A former right-hand man to ex-Vision Vancouver Mayor Gregor Robertson scored a $22,000 no-bid contract from Premier John Horgan’s office, has learned.

Kevin Quinlan (Twitter)

Kevin Quinlan got the gig on May 31 for “coordination services for Food Security Task Force Project.” Horgan spokeswoman Sage Aaron said Quinlan was hired for project management, not policy analysis.

“Costs will be vouchered to the Ministries of Agriculture and Jobs, Technology and Trade,” Aaron said. The government launched a food security survey website in July on ways to boost agritech and reduce food waste. The survey closes Oct. 15.

Quinlan’s contract is below the $25,000 threshold for competitive procurement. If a ministry can prove only one contractor is qualified or there is urgent and confidential need, it can award a contract of any size without competition. Quinlan’s contract falls under the confidential category.

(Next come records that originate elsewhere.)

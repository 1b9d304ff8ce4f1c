use crate::error::ProfileError;

pub fn exit_code_for_error(err: &ProfileError) -> i32 {
    match err {
        ProfileError::InvalidInput(_) | ProfileError::Config(_) => 2,
        ProfileError::InvalidUrl(_) => 3,
        ProfileError::NotFound(_) => 4,
        ProfileError::MalformedImport(_) | ProfileError::Json(_) => 5,
        ProfileError::QuotaExceeded { .. } => 6,
        ProfileError::DomainRejected(_) | ProfileError::CookieRejected(_) => 7,
        ProfileError::Storage(_) | ProfileError::Database(_) => 10,
        ProfileError::Io(_) => 23,
        ProfileError::PermissionDenied(_) | ProfileError::FileNotFound(_) => 37,
    }
}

Quinlan began as Robertson’s executive assistant in 2008 and ultimately became chief of staff in 2016 when Robertson’s longtime right-hand man Mike Magee quit to become a lobbyist. Quinlan was also deputy communications director on Vision re-election campaigns in 2011 and 2014.

Amid declining popularity in 2018, Robertson chose not to run for re-election after new campaign finance laws that banned corporate and union donations. revealed in 2018 that Quinlan and Robertson used Gmail to hide their email from freedom of information requests. Among Quinlan’s duties revealed in the trove of hidden email was to ghostwrite Robertson’s Tweets.

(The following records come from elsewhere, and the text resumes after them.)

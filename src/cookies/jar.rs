//! Cookie jars
//!
//! `MemoryCookieJar` follows the browser's acceptance rules closely enough
//! for the apply path to behave the same: a `domain` must cover the page
//! host, hosts without a registrable name refuse domain cookies, and secure
//! cookies need an https page. `FileCookieJar` persists a memory jar as JSON.

use super::{CookieDetails, CookieManager};
use crate::error::{ProfileError, Result};
use crate::profile::Cookie;
use async_trait::async_trait;
use serde::{Deserialize, Serialize};
use std::net::IpAddr;
use std::path::{Path, PathBuf};
use std::sync::Mutex;
use std::time::{SystemTime, UNIX_EPOCH};
use url::Url;

#[derive(Debug, Clone, PartialEq, Serialize, Deserialize)]
#[serde(rename_all = "camelCase")]
struct JarEntry {
    domain: String,
    host_only: bool,
    cookie: Cookie,
}

impl JarEntry {
    fn visible_to(&self, url: &Url, now: f64) -> bool {
        let Some(host) = url.host_str() else {
            return false;
        };
        let host = host.to_lowercase();
        let domain_matches = if self.host_only {
            host == self.domain
        } else {
            domain_covers(&self.domain, &host)
        };
        let secure_ok = !self.cookie.secure.unwrap_or(false) || url.scheme() == "https";
        let not_expired = self.cookie.expiration_date.map_or(true, |at| at > now);
        domain_matches && secure_ok && not_expired && url.path().starts_with(&self.cookie.path)
    }

    fn same_slot(&self, other: &JarEntry) -> bool {
        self.domain == other.domain
            && self.host_only == other.host_only
            && self.cookie.path == other.cookie.path
            && self.cookie.name == other.cookie.name
    }
}

fn domain_covers(domain: &str, host: &str) -> bool {
    host == domain || host.ends_with(&format!(".{}", domain))
}

fn now_seconds() -> f64 {
    SystemTime::now()
        .duration_since(UNIX_EPOCH)
        .map(|elapsed| elapsed.as_secs_f64())
        .unwrap_or(0.0)
}

fn parse_url(url: &str) -> Result<Url> {
    Url::parse(url).map_err(|e| ProfileError::InvalidUrl(format!("Invalid URL '{}': {}", url, e)))
}

/// Cookie jar held in memory.
#[derive(Debug, Default)]
pub struct MemoryCookieJar {
    entries: Mutex<Vec<JarEntry>>,
}

impl MemoryCookieJar {
    pub fn new() -> Self {
        Self::default()
    }

    fn lock(&self) -> Result<std::sync::MutexGuard<'_, Vec<JarEntry>>> {
        self.entries
            .lock()
            .map_err(|_| ProfileError::Storage("cookie jar lock poisoned".to_string()))
    }

    fn entry_for(details: &CookieDetails) -> Result<JarEntry> {
        let url = parse_url(&details.url)?;
        let host = url
            .host_str()
            .map(str::to_lowercase)
            .ok_or_else(|| ProfileError::InvalidUrl(format!("URL has no host: {}", details.url)))?;

        if details.secure.unwrap_or(false) && url.scheme() != "https" {
            return Err(ProfileError::CookieRejected(format!(
                "secure cookie '{}' requires an https page",
                details.name
            )));
        }

        let (domain, host_only) = match &details.domain {
            Some(domain) => {
                let domain = domain.trim_start_matches('.').to_lowercase();
                if host.parse::<IpAddr>().is_ok() || !host.contains('.') {
                    return Err(ProfileError::DomainRejected(format!(
                        "host '{}' does not accept domain cookies",
                        host
                    )));
                }
                if !domain_covers(&domain, &host) {
                    return Err(ProfileError::DomainRejected(format!(
                        "'{}' does not cover host '{}'",
                        domain, host
                    )));
                }
                (domain, false)
            }
            None => (host, true),
        };

        Ok(JarEntry {
            domain: domain.clone(),
            host_only,
            cookie: Cookie {
                name: details.name.clone(),
                value: details.value.clone(),
                path: details.path.clone(),
                domain: Some(domain),
                secure: details.secure,
                http_only: details.http_only,
                same_site: details.same_site,
                session: Some(details.expiration_date.is_none()),
                expiration_date: details.expiration_date,
            },
        })
    }

    fn snapshot(&self) -> Result<Vec<JarEntry>> {
        Ok(self.lock()?.clone())
    }

    fn from_entries(entries: Vec<JarEntry>) -> Self {
        Self {
            entries: Mutex::new(entries),
        }
    }
}

#[async_trait]
impl CookieManager for MemoryCookieJar {
    async fn get_all(&self, url: &str) -> Result<Vec<Cookie>> {
        let url = parse_url(url)?;
        let now = now_seconds();
        Ok(self
            .lock()?
            .iter()
            .filter(|entry| entry.visible_to(&url, now))
            .map(|entry| entry.cookie.clone())
            .collect())
    }

    async fn set(&self, details: CookieDetails) -> Result<()> {
        let entry = Self::entry_for(&details)?;
        let mut entries = self.lock()?;
        match entries.iter_mut().find(|existing| existing.same_slot(&entry)) {
            Some(existing) => *existing = entry,
            None => entries.push(entry),
        }
        Ok(())
    }

    async fn remove(&self, url: &str, name: &str) -> Result<()> {
        let url = parse_url(url)?;
        let now = now_seconds();
        self.lock()?
            .retain(|entry| !(entry.cookie.name == name && entry.visible_to(&url, now)));
        Ok(())
    }
}

/// Memory jar mirrored to a JSON file after every change.
#[derive(Debug)]
pub struct FileCookieJar {
    path: PathBuf,
    jar: MemoryCookieJar,
}

impl FileCookieJar {
    /// Load the jar at `path`; a missing file is an empty jar.
    pub fn open(path: &Path) -> Result<Self> {
        let entries = if path.exists() {
            let text = std::fs::read_to_string(path)?;
            serde_json::from_str(&text)?
        } else {
            Vec::new()
        };
        Ok(Self {
            path: path.to_path_buf(),
            jar: MemoryCookieJar::from_entries(entries),
        })
    }

    fn persist(&self) -> Result<()> {
        if let Some(parent) = self.path.parent() {
            if !parent.as_os_str().is_empty() {
                std::fs::create_dir_all(parent)?;
            }
        }
        let text = serde_json::to_string_pretty(&self.jar.snapshot()?)?;
        std::fs::write(&self.path, text)?;
        Ok(())
    }
}

#[async_trait]
impl CookieManager for FileCookieJar {
    async fn get_all(&self, url: &str) -> Result<Vec<Cookie>> {
        self.jar.get_all(url).await
    }

    async fn set(&self, details: CookieDetails) -> Result<()> {
        self.jar.set(details).await?;
        self.persist()
    }

    async fn remove(&self, url: &str, name: &str) -> Result<()> {
        self.jar.remove(url, name).await?;
        self.persist()
    }
}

Cardona (left) and Robertson (Vision)

Quinlan took a Simon Fraser University night school course in real estate development in 2015. After Kennedy Stewart won the mayoralty, Quinlan took a course at Harvard University in finance for senior executives.

In April, he opened Quinlan Consulting to provide climate change, infrastructure and finance strategy and public policy analysis to businesses, governments and non-profits. Quinlan also joined Toronto consultancy Mantle314 Inc. as senior advisor in July.

The Geoff Meggs effect

Quinlan is no stranger to Horgan’s chief of staff, former Vision Vancouver Coun. Geoff Meggs.

Since Meggs quit city council in July 2017 to join the Premier’s office, cabinet has appointed numerous ex-Vancouver city hall bureaucrats and politicos to provincial boards or jobs.

Health board appointees include: ex-city manager Penny Ballem and ex-assistant city manager Wendy Au (Vancouver Coastal Health), ex-Vision Coun. Kerry Jang and Vision donor Gary Pooni (Provincial Health Services Authority), ex-Vision treasurer Opreet Kang (Fraser Health) and Trout Lake community centre president Kate Perkins (Providence Health). Perkins worked in the city elections office in 2011 and as Pride coordinator in 2012. In leaked 2012 email, she described herself as Ballem’s “mole” during the contentious operating agreement negotiations between community centres and the Vision-dominated Park Board.

Premier John Horgan with chief of staff Geoff Meggs on a February 2019 trip to Washington State (BC Gov)

Vision-hired general manager of buildings and permits, Kaye Matheny Krishna, went to work in Victoria as deputy minister of municipal affairs and housing last March. Ex-Vision park board commissioner Niki Sharma is an aide to Minister of State for Child Care Katrina Chen, while twice-defeated Vision city council candidate Diego Cardona is an aide to Advanced Education Minister Melanie Mark.

Cabinet named ex-Vision city councillor Raymond Louie to the province’s Medal of Good Citizenship Committee and ex-Vision city councillor Heather Deal to the Council of the Architectural Institute of British Columbia. Cabinet appointed ex-Vision park board commissioner Catherine Evans to the B.C. Society of Landscape Architects’ board of examiners.

Former Robertson aide Mira Oreck worked for two years in Horgan’s office as director of stakeholder relations. Another former Robertson aide, Naveen Girn, joined Horgan’s office in May as director of strategic outreach and stakeholder relations.

Horgan’s office has also hired Suzanne Hawkes of Convergence Communications to run cabinet retreats. Hawkes is Magee’s wife and Convergence is their company.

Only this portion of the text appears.